We introduce a skewed edge based spatial prior, named RENeGe sk that extends the Gaussian RENeGe framework by incorporating directional asymmetry through a skew normal distribution. Skewness is defined on the edge graph and propagated to the node space, aligning asymmetric behavior with transitions across neighboring regions rather than with marginal node effects. The model is formulated within the skew normal framework and employs identifiable hierarchical priors together with low rank parameterizations to ensure scalability. The skew normal's stochastic representation is considered to facilitate the computational implementation. Simulation studies show that RENeGe sk recovers compact, edge-aligned directional structure more accurately than symmetric Gaussian priors, while remaining competitive under irregular spatial patterns. An application to cancer incidence data in Southern Brazil illustrates how the proposed approach yields stable area-level estimates while preserving localized, directionally driven spatial variation.
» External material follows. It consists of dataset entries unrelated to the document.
//! Record store trait.
//!
//! Abstracts persistence so that the ingestion adapter, the signal validator
//! and the HTTP handlers can be exercised against `MemoryStore` in tests and
//! `PgStore` in production.

use std::sync::Arc;

use sigrelay_core::{BoxFuture, Message, NewMessage, NewTradeSignal, PageRequest, TradeSignal};

use crate::error::StoreResult;

/// Append-only storage for messages and trade signals.
///
/// Every listing is ordered by creation time descending with ties broken by
/// identifier descending. Records are never updated or deleted.
pub trait RecordStore: Send + Sync {
    /// Insert a message; the store assigns `id` and `createdAt`.
    fn create_message(&self, message: NewMessage) -> BoxFuture<'_, StoreResult<Message>>;

    /// Insert a batch of messages in one transaction: either every message
    /// is stored or none is.
    fn create_messages(
        &self,
        messages: Vec<NewMessage>,
    ) -> BoxFuture<'_, StoreResult<Vec<Message>>>;

    /// Insert a trade signal; the store assigns `id` and `createdAt`.
    fn create_trade_signal(
        &self,
        signal: NewTradeSignal,
    ) -> BoxFuture<'_, StoreResult<TradeSignal>>;

    /// One page of messages plus the total message count.
    fn list_messages(&self, page: PageRequest) -> BoxFuture<'_, StoreResult<(Vec<Message>, u64)>>;

    /// Text column of the newest `limit` messages.
    fn list_message_texts(&self, limit: u32) -> BoxFuture<'_, StoreResult<Vec<String>>>;

    /// The newest `limit` trade signals.
    fn list_trade_signals(&self, limit: u32) -> BoxFuture<'_, StoreResult<Vec<TradeSignal>>>;

    /// Probe that both tables exist and are queryable.
    fn verify_schema(&self) -> BoxFuture<'_, StoreResult<()>>;

    /// Release connections. Later calls fail with `StoreError::Unavailable`.
    fn close(&self) -> BoxFuture<'_, ()>;
}

/// Arc wrapper for RecordStore trait objects.
pub type DynRecordStore = Arc<dyn RecordStore>;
翻译：本文提出了一种名为RENeGe sk的偏斜边缘空间先验，该先验通过引入偏斜正态分布来扩展高斯RENeGe框架，从而纳入方向性不对称性。偏斜性定义在边缘图上并传播到节点空间，使得不对称行为与相邻区域间的转移过程对齐，而非与节点的边际效应相关联。该模型在偏斜正态框架内构建，采用可识别的分层先验并结合低秩参数化以确保可扩展性。文中考虑了偏斜正态的随机表示以促进计算实现。模拟研究表明，与对称高斯先验相比，RENeGe sk能更准确地恢复紧凑且与边缘对齐的方向性结构，同时在非规则空间模式下仍保持竞争力。通过对巴西南部癌症发病率数据的应用，展示了所提方法如何在保持局部、方向驱动的空间变异的同时，获得稳定的区域级估计。